É preciso relaxar e voltar a sonhar um pouco, fugir daquele
ambiente pesado de vitórias no sufoco, de pênaltis, de patriotismo exacerbado,
do Fred, da choradeira, dos 7 a 1, dos 3 a 0. A partir de agora, só leveza.
Podemos, sim, escapar do mundo real e voltar a sorrir, me
disse seu Mercio. Ele defende que se fique um mês sem futebol e sem telão. Para
desintoxicar.
Os times brasileiros ficariam só treinando, e alguém
tentaria fazer um gol parecido com aquele do alemão Götze na final contra a
Argentina. Alguém há de conseguir. Talvez até o Barcos.
Outra tese de seu Mercio: ninguém mais deve chorar em
lugares públicos. A realidade crua da Copa nos fez chorar demais e nos esgotou
emocionalmente.
Vamos voltar a chorar apenas em espaços fechados, para
treinar, até porque agora não tem mais telão. Cada um chora quando quiser (seu
Mercio é chorão, mas só fora das Copas), desde que seja pelos cantos.
Choros convulsivos, para que os outros apreciem, só na
Olimpíada de 2016, quando o comitê olímpico irá liberar a cena de um choro a
cada 10 segundos nos telões (a Fifa permitia um choro a cada 25 segundos). E
não desperdice choro no Campeonato Brasileiro.

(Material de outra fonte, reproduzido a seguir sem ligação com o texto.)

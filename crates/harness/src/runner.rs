//! Scenario runner: capability gating, recorder boundaries and reporting

use async_trait::async_trait;
use serde::{Deserialize, Serialize};
use std::path::PathBuf;
use std::time::Instant;
use tracing::{debug, error, info};

use crate::capability::{Capabilities, Capability};
use crate::config::HarnessConfig;
use crate::error::{HarnessError, HarnessResult};
use crate::fetch::FetchClient;
use crate::fixture::ResourceFactory;
use crate::pagination::PaginationWalker;
use crate::recorder::{HttpInteraction, InteractionRecorder};
use crate::search::SearchClient;
use crate::tag::UniquenessTag;

/// One declarative check against the server
#[async_trait]
pub trait Scenario: Send + Sync {
    fn name(&self) -> &'static str;

    fn description(&self) -> &'static str {
        ""
    }

    fn tags(&self) -> &'static [&'static str] {
        &[]
    }

    /// Capabilities the server must claim for this scenario to apply
    fn requires(&self) -> &'static [Capability] {
        &[]
    }

    async fn run(&self, ctx: &mut ScenarioContext) -> HarnessResult<()>;
}

/// Everything a scenario body gets to work with. Built fresh, with a new
/// uniqueness tag, for every scenario.
pub struct ScenarioContext {
    pub capabilities: Capabilities,
    pub client: FetchClient,
    pub factory: ResourceFactory,
    pub search: SearchClient,
    pub walker: PaginationWalker,
    pub tag: UniquenessTag,
}

#[derive(Debug, Clone, Copy, PartialEq, Eq, Serialize, Deserialize)]
#[serde(rename_all = "snake_case")]
pub enum ScenarioStatus {
    Passed,
    Failed,
    Skipped,
}

/// Result of running a single scenario
#[derive(Debug, Clone, Serialize, Deserialize)]
pub struct ScenarioResult {
    pub name: String,
    pub status: ScenarioStatus,
    pub duration_ms: u64,
    pub error: Option<String>,
    /// Why the scenario did not run
    pub skip_reason: Option<String>,
    /// Recorder log, kept only for failures
    pub interactions: Vec<HttpInteraction>,
}

impl ScenarioResult {
    fn skipped(name: &str, reason: String) -> Self {
        Self {
            name: name.to_string(),
            status: ScenarioStatus::Skipped,
            duration_ms: 0,
            error: None,
            skip_reason: Some(reason),
            interactions: vec![],
        }
    }

    pub fn passed(&self) -> bool {
        self.status == ScenarioStatus::Passed
    }
}

/// Result of running a set of scenarios
#[derive(Debug, Clone, Serialize, Deserialize)]
pub struct SuiteResult {
    pub total: usize,
    pub passed: usize,
    pub failed: usize,
    pub skipped: usize,
    pub duration_ms: u64,
    pub results: Vec<ScenarioResult>,
}

impl SuiteResult {
    pub fn from_results(results: Vec<ScenarioResult>, duration_ms: u64) -> Self {
        let count = |status| results.iter().filter(|r| r.status == status).count();
        Self {
            total: results.len(),
            passed: count(ScenarioStatus::Passed),
            failed: count(ScenarioStatus::Failed),
            skipped: count(ScenarioStatus::Skipped),
            duration_ms,
            results,
        }
    }

    pub fn success(&self) -> bool {
        self.failed == 0
    }
}

pub struct TestRunner {
    config: HarnessConfig,
    capabilities: Capabilities,
    client: FetchClient,
}

impl TestRunner {
    /// Build a runner whose client records into the global recorder
    pub fn new(config: HarnessConfig) -> HarnessResult<Self> {
        config.validate()?;
        let client = FetchClient::new(&config)?;
        Ok(Self::with_client(config, client))
    }

    pub fn with_client(config: HarnessConfig, client: FetchClient) -> Self {
        Self {
            capabilities: Capabilities::resolve(&config),
            config,
            client,
        }
    }

    pub fn capabilities(&self) -> &Capabilities {
        &self.capabilities
    }

    pub fn recorder(&self) -> &InteractionRecorder {
        self.client.recorder()
    }

    /// Fresh context with a new tag
    pub fn context(&self) -> ScenarioContext {
        let tag = UniquenessTag::new();
        ScenarioContext {
            capabilities: self.capabilities.clone(),
            client: self.client.clone(),
            factory: ResourceFactory::new(self.client.clone(), tag.clone(), &self.config.tag_system),
            search: SearchClient::new(self.client.clone(), &self.config.tag_system),
            walker: PaginationWalker::new(
                self.client.clone(),
                self.config.default_page_size,
                self.config.max_pages,
            ),
            tag,
        }
    }

    /// Run every scenario carrying `tag`
    pub async fn run_tagged(&self, scenarios: &[Box<dyn Scenario>], tag: &str) -> SuiteResult {
        let selected: Vec<&dyn Scenario> = scenarios
            .iter()
            .filter(|s| s.tags().contains(&tag))
            .map(|s| s.as_ref())
            .collect();
        self.run_selected(&selected).await
    }

    /// Run one scenario by name
    pub async fn run_named(
        &self,
        scenarios: &[Box<dyn Scenario>],
        name: &str,
    ) -> HarnessResult<ScenarioResult> {
        let scenario = scenarios
            .iter()
            .find(|s| s.name() == name)
            .ok_or_else(|| HarnessError::ScenarioNotFound(name.to_string()))?;
        Ok(self.run_scenario(scenario.as_ref()).await)
    }

    pub async fn run_all(&self, scenarios: &[Box<dyn Scenario>]) -> SuiteResult {
        let selected: Vec<&dyn Scenario> = scenarios.iter().map(|s| s.as_ref()).collect();
        self.run_selected(&selected).await
    }

    async fn run_selected(&self, scenarios: &[&dyn Scenario]) -> SuiteResult {
        let start = Instant::now();
        let mut results = Vec::with_capacity(scenarios.len());
        let mut aborted = false;

        info!("Running {} scenario(s) against {}", scenarios.len(), self.capabilities.base_url());

        for scenario in scenarios {
            if aborted {
                results.push(ScenarioResult::skipped(
                    scenario.name(),
                    "fail-fast: an earlier scenario failed".into(),
                ));
                continue;
            }

            let result = self.run_scenario(*scenario).await;
            match result.status {
                ScenarioStatus::Passed => info!("✓ {} ({} ms)", result.name, result.duration_ms),
                ScenarioStatus::Skipped => info!(
                    "- {} (skipped: {})",
                    result.name,
                    result.skip_reason.as_deref().unwrap_or("")
                ),
                ScenarioStatus::Failed => {
                    error!(
                        "✗ {} - {}",
                        result.name,
                        result.error.as_deref().unwrap_or("unknown error")
                    );
                    if self.config.fail_fast {
                        aborted = true;
                    }
                }
            }
            results.push(result);
        }

        let suite = SuiteResult::from_results(results, start.elapsed().as_millis() as u64);
        info!(
            "Scenario results: {} passed, {} failed, {} skipped ({} ms)",
            suite.passed, suite.failed, suite.skipped, suite.duration_ms
        );
        suite
    }

    /// Run a single scenario. The recorder is reset first; a failure carries
    /// the recorder log with it.
    pub async fn run_scenario(&self, scenario: &dyn Scenario) -> ScenarioResult {
        self.recorder().reset();

        if let Some(missing) = self.capabilities.missing(scenario.requires()) {
            return ScenarioResult::skipped(
                scenario.name(),
                format!("server does not claim {}", missing),
            );
        }

        let start = Instant::now();
        let mut ctx = self.context();
        debug!("Running scenario {} with tag {}", scenario.name(), ctx.tag);

        let outcome = scenario.run(&mut ctx).await;
        let duration_ms = start.elapsed().as_millis() as u64;

        match outcome {
            Ok(()) => ScenarioResult {
                name: scenario.name().to_string(),
                status: ScenarioStatus::Passed,
                duration_ms,
                error: None,
                skip_reason: None,
                interactions: vec![],
            },
            Err(e) => ScenarioResult {
                name: scenario.name().to_string(),
                status: ScenarioStatus::Failed,
                duration_ms,
                error: Some(e.to_string()),
                skip_reason: None,
                interactions: self.recorder().dump(),
            },
        }
    }

    /// Write results to `test-results.json`, and the interactions of every
    /// failed scenario to `interactions.json`
    pub fn write_results(&self, results: &SuiteResult) -> HarnessResult<PathBuf> {
        std::fs::create_dir_all(&self.config.output_dir)?;

        let path = self.config.output_dir.join("test-results.json");
        let json = serde_json::to_string_pretty(results)?;
        std::fs::write(&path, json)?;

        let failed: Vec<(&str, &[HttpInteraction])> = results
            .results
            .iter()
            .filter(|r| r.status == ScenarioStatus::Failed)
            .map(|r| (r.name.as_str(), r.interactions.as_slice()))
            .collect();
        if !failed.is_empty() {
            let replay: std::collections::BTreeMap<&str, &[HttpInteraction]> =
                failed.into_iter().collect();
            let replay_path = self.config.output_dir.join("interactions.json");
            std::fs::write(&replay_path, serde_json::to_string_pretty(&replay)?)?;
            info!("Failed interactions written to: {}", replay_path.display());
        }

        info!("Results written to: {}", path.display());
        Ok(path)
    }
}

Mas faça choro ensaiado. Evite o choro padrão Fifa tipo
Thiago Silva, com olhares constantes para o telão. Seu Mercio gostaria de ver
os brasileiros chorando como o Schweinsteiger, que chora como joga, com
sutileza, com a lágrima certa, sem exageros.
Depois da Copa, poderiam acabar com as palestras de autoajuda
de gente do futebol. A não ser que surjam abordagens extremamente criativas
sobre superação.
Seu Mercio imagina Felipão ensinando como erguer a cabeça
depois de levar cinco. E erguer de novo e levar seis. E, quando tentar
reerguer, levar sete. E mesmo assim continuar erguendo e, quatro dias depois,
levar mais três.
E contar como se ergue e se mantém a cabeça erguida tendo o
Fred de centroavante, o Murtosa ao lado e o Parreira lendo cartinha de fã.
Por fim, seu Mercio acha que técnico da Seleção não pode ser
fã de ditador. É dose ter um técnico que adorava Pinochet como exemplo de ordem
e determinação e tomou sete com todo mundo chorando. E ainda disse que é
preciso ver o lado positivo.
Que Copa cruel, me disse seu Mercio. Em tom quase paternal,
ele me recomendou: fuja um pouco dessa realidade, não pense no que passou. Se
nunca antes se chorou tanto, é porque a Copa estava nos maltratando. Vamos
sonhar e sorrir bem longe do Fred, do Felipão e dos alemães.
Nós merecemos, suspirou seu Mercio. Depois, olhou para um
sabiá ciscando na grama e me consolou: pense no que importa, pense que daqui a
pouco os sabiás estarão cantando de novo.